Sermon de saint François de Sales pour le mercredi des cendres (9 fév.1622)
" ce n'est pas notre bouche seule qui a péché, mais encore tous nos autres sens, il est requis que notre [mortification] (jeûne) soit général et entier, c'est-à-dire que nous [mortifions] (fassions jeûner) tous les membres de notre corps, car si nous avons offensé Dieu par les yeux, par les oreilles, par la langue et par nos autres sens, pourquoi ne les ferons-nous pas jeûner ? (..)
Combien de péchés sont entrés en l'âme par :
- les yeux, que la Sainte Écriture (1Jn 2,16) marque pour la concupiscence de la vue ? C'est pourquoi il les faut faire jeûner, les portant bas et ne leur permettant pas de regarder des objets frivoles et illicites ;
- les oreilles, les privant d'entendre les discours vains qui ne servent qu'à remplir l'esprit d'images mondaines ;
- la langue, en ne disant point des paroles oiseuses et qui ressentent le monde ou les choses d'iceluy. On doit aussi retrancher les discours inutiles de l'entendement, ainsi que les vaines représentations de notre mémoire, les appétits et désirs superflus de notre volonté, en somme lui tenir la bride afin qu'elle n'aime ni ne tende qu'au souverain Bien ; et par ce moyen nous accompagnerons le jeûne extérieur de l'intérieur.
703 (fruit du mystère : la mortification de l'esprit : du coeur, du jugement propre.)
Sermon pour le Vendredi-saint, 28 mars 1614 (IX,VI page 39)

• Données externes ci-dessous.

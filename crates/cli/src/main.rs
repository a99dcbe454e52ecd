//! `CloudMart` CLI - browse the catalog, manage the cart and place orders.
//!
//! # Usage
//!
//! ```bash
//! # Show categories, products and the cart
//! cloudmart browse
//!
//! # Only products of one category
//! cloudmart browse --category books
//!
//! # Add one unit of a product, remove a cart line
//! cloudmart add p1
//! cloudmart remove l1
//!
//! # Place an order from the cart
//! cloudmart checkout
//!
//! # Interactive session against a local API
//! cloudmart --base-url http://127.0.0.1:8000 shell
//! ```
//!
//! # Environment Variables
//!
//! - `CLOUDMART_API_BASE_URL` - API base URL (default `http://127.0.0.1:8000`)
//! - `CLOUDMART_USER_AGENT` - `User-Agent` header sent with every request
//! - `RUST_LOG` - log filter (default `cloudmart_cli=info,cloudmart_storefront=info`)

#![cfg_attr(not(test), forbid(unsafe_code))]

use clap::{Parser, Subcommand};
use tracing_subscriber::EnvFilter;

mod commands;

#[derive(Parser)]
#[command(name = "cloudmart")]
#[command(author, version, about = "CloudMart storefront in the terminal")]
struct Cli {
    /// API base URL, overriding `CLOUDMART_API_BASE_URL`
    #[arg(long, global = true)]
    base_url: Option<String>,

    #[command(subcommand)]
    command: Commands,
}

#[derive(Subcommand)]
enum Commands {
    /// Show the catalog and the cart
    Browse {
        /// Only show products of this category
        #[arg(short, long)]
        category: Option<String>,
    },
    /// Add one unit of a product to the cart
    Add {
        /// Product ID
        product_id: String,
    },
    /// Remove a line from the cart
    Remove {
        /// Cart line ID
        line_id: String,
    },
    /// Place an order from the current cart
    Checkout,
    /// List past orders
    Orders,
    /// Check that the API is reachable
    Health,
    /// Interactive session
    Shell,
}

#[tokio::main]
async fn main() {
    tracing_subscriber::fmt()
        .with_env_filter(
            EnvFilter::try_from_default_env()
                .unwrap_or_else(|_| EnvFilter::new("cloudmart_cli=info,cloudmart_storefront=info")),
        )
        .with_writer(std::io::stderr)
        .init();

    let cli = Cli::parse();

    let result: Result<(), Box<dyn std::error::Error>> = run(cli).await;

    if let Err(e) = result {
        tracing::error!("Command failed: {e}");
        std::process::exit(1);
    }
}

async fn run(cli: Cli) -> Result<(), Box<dyn std::error::Error>> {
    let session = commands::Session::connect(cli.base_url.as_deref())?;

    match cli.command {
        Commands::Browse { category } => session.browse(category.as_deref()).await?,
        Commands::Add { product_id } => session.add(&product_id).await?,
        Commands::Remove { line_id } => session.remove(&line_id).await?,
        Commands::Checkout => session.checkout().await?,
        Commands::Orders => commands::orders::list(session.api()).await?,
        Commands::Health => commands::orders::health(session.api()).await?,
        Commands::Shell => commands::shell::run(&session).await?,
    }
    Ok(())
}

" Je considère que les juifs, ayant crucifié Notre-Seigneur tout nu, lui laissèrent la couronne d'épines sur la tête, et je crois, quoi que leur intention ne fut pas telle, que c'était pour témoigner que si bien il paraissait tant méprisé et déshonoré, il ne laissait pas d'être vraiment Roi. Mais notre Maître voulut qu'on lui laissât cette couronne pour nous montrer qu'il faut que nous ayons nos têtes couronnées d'épines par une entière mortification de notre propre jugement, opinions, passions, humeurs et propre volonté ; car c'est en la tête que l'âme fait ses principales fonctions. "
Sermon pour la Saint Blaise. (Tome IX, page 15)
" il ne se faut point tromper ; car c’est une vérité très certaine, que si nous voulons aller après Notre-Seigneur, et accomplir sa sainte volonté, il faut renoncer absolument et sans réserve à notre nous-mêmes terrestre. "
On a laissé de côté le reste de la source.